Aku merasa bahwa diriku adalah seorang pemenang meski sebenarnya aku adalah seorang pecundang. Keputusanku untuk tidak mengadalkan Dia adalah kekalahan dalam kesetiaan. Kemarahanku pada-Nya adalah pertanda runtuhnya ketulusan. Maka yang sebenarnya aku bangun kini adalah kesombongan dan kemegahan diri. Bangunan-bangunan yang demikian mudah runtuh dan demikian mudah hancur. Begitulah yang kemudian terjadi. Persoalan itu ternyata tidak pernah berhenti, selalu datang dan datang lagi. Serupa bola salju yang menggelinding, persoalan yang menggelinding ke arahku semakin besar. Seluruh bangunan kesombonganku hancur bertakan. Kemegahan diriku itu teronggok menjadi puing-puing yang menyedihkan. Aku terdiam karena tak tahu lagi harus bagaimana dan harus berbuat apa.

Ketika kupalingkan wajahku, kulihat Dia mdmanggul salib menaiki sebuah bukit.
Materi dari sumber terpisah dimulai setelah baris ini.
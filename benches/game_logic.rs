use criterion::{black_box, criterion_group, criterion_main, BatchSize, Criterion};
use blockfall::core::{can_place_at, ActivePiece, Board, GameState};
use blockfall::types::{GameAction, PieceKind};

fn bench_tick(c: &mut Criterion) {
    let mut state = GameState::new(12345);
    state.start();

    c.bench_function("game_tick", |b| {
        b.iter(|| {
            black_box(state.tick());
        })
    });
}

fn bench_step_hard_drop(c: &mut Criterion) {
    let mut state = GameState::new(12345);
    state.start();

    c.bench_function("step_hard_drop", |b| {
        b.iter_batched(
            || state.clone(),
            |mut s| {
                s.step(Some(GameAction::HardDrop));
                s
            },
            BatchSize::SmallInput,
        )
    });
}

fn bench_line_clear(c: &mut Criterion) {
    c.bench_function("clear_4_lines", |b| {
        b.iter(|| {
            let mut board = Board::new();
            board.fill_rows(16..20);
            black_box(board.clear_full_lines());
        })
    });
}

fn bench_collision(c: &mut Criterion) {
    let board = Board::from_rows(&["#.#.#.#.#.", ".#.#.#.#.#", "#########."]);
    let piece = ActivePiece::spawn(PieceKind::T);

    c.bench_function("can_place_at", |b| {
        b.iter(|| black_box(can_place_at(&board, black_box(&piece), 0, 1)))
    });
}

fn bench_try_move(c: &mut Criterion) {
    let mut state = GameState::new(12345);
    state.start();

    c.bench_function("try_move", |b| {
        b.iter(|| {
            state.try_move(1, 0);
            state.try_move(-1, 0);
        })
    });
}

fn bench_try_rotate(c: &mut Criterion) {
    let mut state = GameState::new(12345);
    state.start();

    c.bench_function("try_rotate", |b| {
        b.iter(|| {
            state.try_rotate();
        })
    });
}

criterion_group!(
    benches,
    bench_tick,
    bench_step_hard_drop,
    bench_line_clear,
    bench_collision,
    bench_try_move,
    bench_try_rotate
);
criterion_main!(benches);
use std::path::PathBuf;

use crate::date::DateFormat;
use crate::theme::ThemeMode;

#[derive(Debug, Clone, PartialEq)]
pub struct Settings {
    pub company_name: String,
    pub company_address: String,
    pub company_icon: Option<PathBuf>,
    pub deadline_days: u32,
    pub default_hourly_rate: f64,
    pub bank_name: String,
    pub bank_account_number: String,
    pub footer_text: String,
    pub invoice_prefix: String,
    pub invoice_number: u32,
    pub output_dir: PathBuf,
    pub currency: String,
    pub date_format: DateFormat,
    pub theme: ThemeMode,
}

impl Settings {
    /// The user-facing invoice number, e.g. "INV-101".
    pub fn invoice_label(&self) -> String {
        format!("{}-{}", self.invoice_prefix, self.invoice_number)
    }

    /// Shallow merge: fields present in the patch replace the current value,
    /// absent fields are left alone. An empty patch is a no-op.
    pub fn merge(&mut self, patch: SettingsPatch) {
        if let Some(value) = patch.company_name {
            self.company_name = value;
        }
        if let Some(value) = patch.company_address {
            self.company_address = value;
        }
        if let Some(value) = patch.company_icon {
            self.company_icon = value;
        }
        if let Some(value) = patch.deadline_days {
            self.deadline_days = value;
        }
        if let Some(value) = patch.default_hourly_rate {
            self.default_hourly_rate = value;
        }
        if let Some(value) = patch.bank_name {
            self.bank_name = value;
        }
        if let Some(value) = patch.bank_account_number {
            self.bank_account_number = value;
        }
        if let Some(value) = patch.footer_text {
            self.footer_text = value;
        }
        if let Some(value) = patch.invoice_prefix {
            self.invoice_prefix = value;
        }
        if let Some(value) = patch.invoice_number {
            self.invoice_number = value;
        }
        if let Some(value) = patch.output_dir {
            self.output_dir = value;
        }
        if let Some(value) = patch.currency {
            self.currency = value;
        }
        if let Some(value) = patch.date_format {
            self.date_format = value;
        }
        if let Some(value) = patch.theme {
            self.theme = value;
        }
    }
}

/// A partial settings update. `None` means "leave unchanged"; for the icon,
/// `Some(None)` clears it.
#[derive(Debug, Clone, Default)]
pub struct SettingsPatch {
    pub company_name: Option<String>,
    pub company_address: Option<String>,
    pub company_icon: Option<Option<PathBuf>>,
    pub deadline_days: Option<u32>,
    pub default_hourly_rate: Option<f64>,
    pub bank_name: Option<String>,
    pub bank_account_number: Option<String>,
    pub footer_text: Option<String>,
    pub invoice_prefix: Option<String>,
    pub invoice_number: Option<u32>,
    pub output_dir: Option<PathBuf>,
    pub currency: Option<String>,
    pub date_format: Option<DateFormat>,
    pub theme: Option<ThemeMode>,
}

#[cfg(test)]
impl Settings {
    pub fn sample() -> Self {
        Settings {
            company_name: "My Awesome Company".to_string(),
            company_address: "789 Pine Ln, Yourtown, USA".to_string(),
            company_icon: None,
            deadline_days: 10,
            default_hourly_rate: 75.0,
            bank_name: "Global Bank".to_string(),
            bank_account_number: "123-456-7890".to_string(),
            footer_text: "Thank you for your business!".to_string(),
            invoice_prefix: "INV".to_string(),
            invoice_number: 101,
            output_dir: std::env::temp_dir().join("sinvoice-tests"),
            currency: "CHF".to_string(),
            date_format: DateFormat::YearMonthDay,
            theme: ThemeMode::System,
        }
    }
}
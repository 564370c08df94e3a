use serde::Deserialize;
use tui::style::Color;

/// Theme preference held in settings.
#[derive(Clone, Copy, PartialEq, Eq, Debug, Deserialize)]
#[serde(rename_all = "lowercase")]
pub enum ThemeMode {
    Light,
    Dark,
    System,
}

impl ThemeMode {
    pub fn label(&self) -> &'static str {
        match self {
            ThemeMode::Light => "light",
            ThemeMode::Dark => "dark",
            ThemeMode::System => "system",
        }
    }

    pub fn cycled(self) -> Self {
        match self {
            ThemeMode::Light => ThemeMode::Dark,
            ThemeMode::Dark => ThemeMode::System,
            ThemeMode::System => ThemeMode::Light,
        }
    }
}

/// Source of the platform's light/dark preference.
pub trait AppearanceProbe {
    fn prefers_dark(&self) -> bool;
}

/// Reads the COLORFGBG convention ("<fg>;<bg>") that terminals export.
/// Background colors 0-6 and 8 are the dark half of the ANSI palette; an
/// absent or unparsable value is treated as a dark terminal.
pub struct TerminalAppearance;

impl AppearanceProbe for TerminalAppearance {
    fn prefers_dark(&self) -> bool {
        let Ok(value) = std::env::var("COLORFGBG") else {
            return true;
        };
        match value.rsplit(';').next().and_then(|bg| bg.trim().parse::<u8>().ok()) {
            Some(bg) => bg < 7 || bg == 8,
            None => true,
        }
    }
}

#[derive(Clone, Copy, PartialEq, Eq, Debug)]
pub enum ResolvedTheme {
    Light,
    Dark,
}

/// Colors used by every render function.
#[derive(Clone, Copy)]
pub struct Palette {
    pub text: Color,
    pub dim: Color,
    pub accent: Color,
    pub highlight: Color,
    pub danger: Color,
    pub background: Color,
}

/// Resolves the theme setting into a concrete palette. `System` consults the
/// appearance probe on every resolve, so the app tracks preference changes
/// live instead of snapshotting once at startup.
pub struct ThemeEngine {
    probe: Box<dyn AppearanceProbe>,
    resolved: ResolvedTheme,
}

impl ThemeEngine {
    pub fn new(probe: Box<dyn AppearanceProbe>, mode: ThemeMode) -> Self {
        let mut engine = ThemeEngine {
            probe,
            resolved: ResolvedTheme::Dark,
        };
        engine.resolve(mode);
        engine
    }

    pub fn resolve(&mut self, mode: ThemeMode) {
        self.resolved = match mode {
            ThemeMode::Light => ResolvedTheme::Light,
            ThemeMode::Dark => ResolvedTheme::Dark,
            ThemeMode::System => {
                if self.probe.prefers_dark() {
                    ResolvedTheme::Dark
                } else {
                    ResolvedTheme::Light
                }
            }
        };
    }

    pub fn resolved(&self) -> ResolvedTheme {
        self.resolved
    }

    pub fn palette(&self) -> Palette {
        match self.resolved {
            ResolvedTheme::Dark => Palette {
                text: Color::White,
                dim: Color::Gray,
                accent: Color::Cyan,
                highlight: Color::Yellow,
                danger: Color::Red,
                background: Color::Black,
            },
            ResolvedTheme::Light => Palette {
                text: Color::Black,
                dim: Color::DarkGray,
                accent: Color::Blue,
                highlight: Color::Magenta,
                danger: Color::Red,
                background: Color::White,
            },
        }
    }
}

#[cfg(test)]
mod tests {
    use super::*;

    struct Fixed(bool);

    impl AppearanceProbe for Fixed {
        fn prefers_dark(&self) -> bool {
            self.0
        }
    }

    #[test]
    fn explicit_modes_ignore_the_probe() {
        let mut engine = ThemeEngine::new(Box::new(Fixed(true)), ThemeMode::Light);
        assert_eq!(engine.resolved(), ResolvedTheme::Light);
        engine.resolve(ThemeMode::Dark);
        assert_eq!(engine.resolved(), ResolvedTheme::Dark);
    }

    #[test]
    fn system_mode_follows_the_probe() {
        let engine = ThemeEngine::new(Box::new(Fixed(false)), ThemeMode::System);
        assert_eq!(engine.resolved(), ResolvedTheme::Light);
        let engine = ThemeEngine::new(Box::new(Fixed(true)), ThemeMode::System);
        assert_eq!(engine.resolved(), ResolvedTheme::Dark);
    }

    #[test]
    fn cycling_visits_every_mode() {
        let mode = ThemeMode::Light;
        assert_eq!(mode.cycled(), ThemeMode::Dark);
        assert_eq!(mode.cycled().cycled(), ThemeMode::System);
        assert_eq!(mode.cycled().cycled().cycled(), ThemeMode::Light);
    }
}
Dia sempdt menatapku dan dengan tatapan-Nya seolah Dia berkata, "Mari ikutlah Aku......" aku masih tetap berdiri dan memandang ke arah-Nya. Dia memanggul salib yang bukan akibat dari perbuatan-Nya. Hal itu menyadarkan aku, ternyata selama ini aku hanya memanggul penderitaanku sendiri tetapi bukan salibku. Aku mengusung kesedihanku dan bukan salib. Aku tidak pernah memanggul salib. Karena salib, bukan terbuat dari gelagar kepentingan diri, tetapi dari persoalan dan penderitaan orang lain yang disatukan oleh kasih-Nya.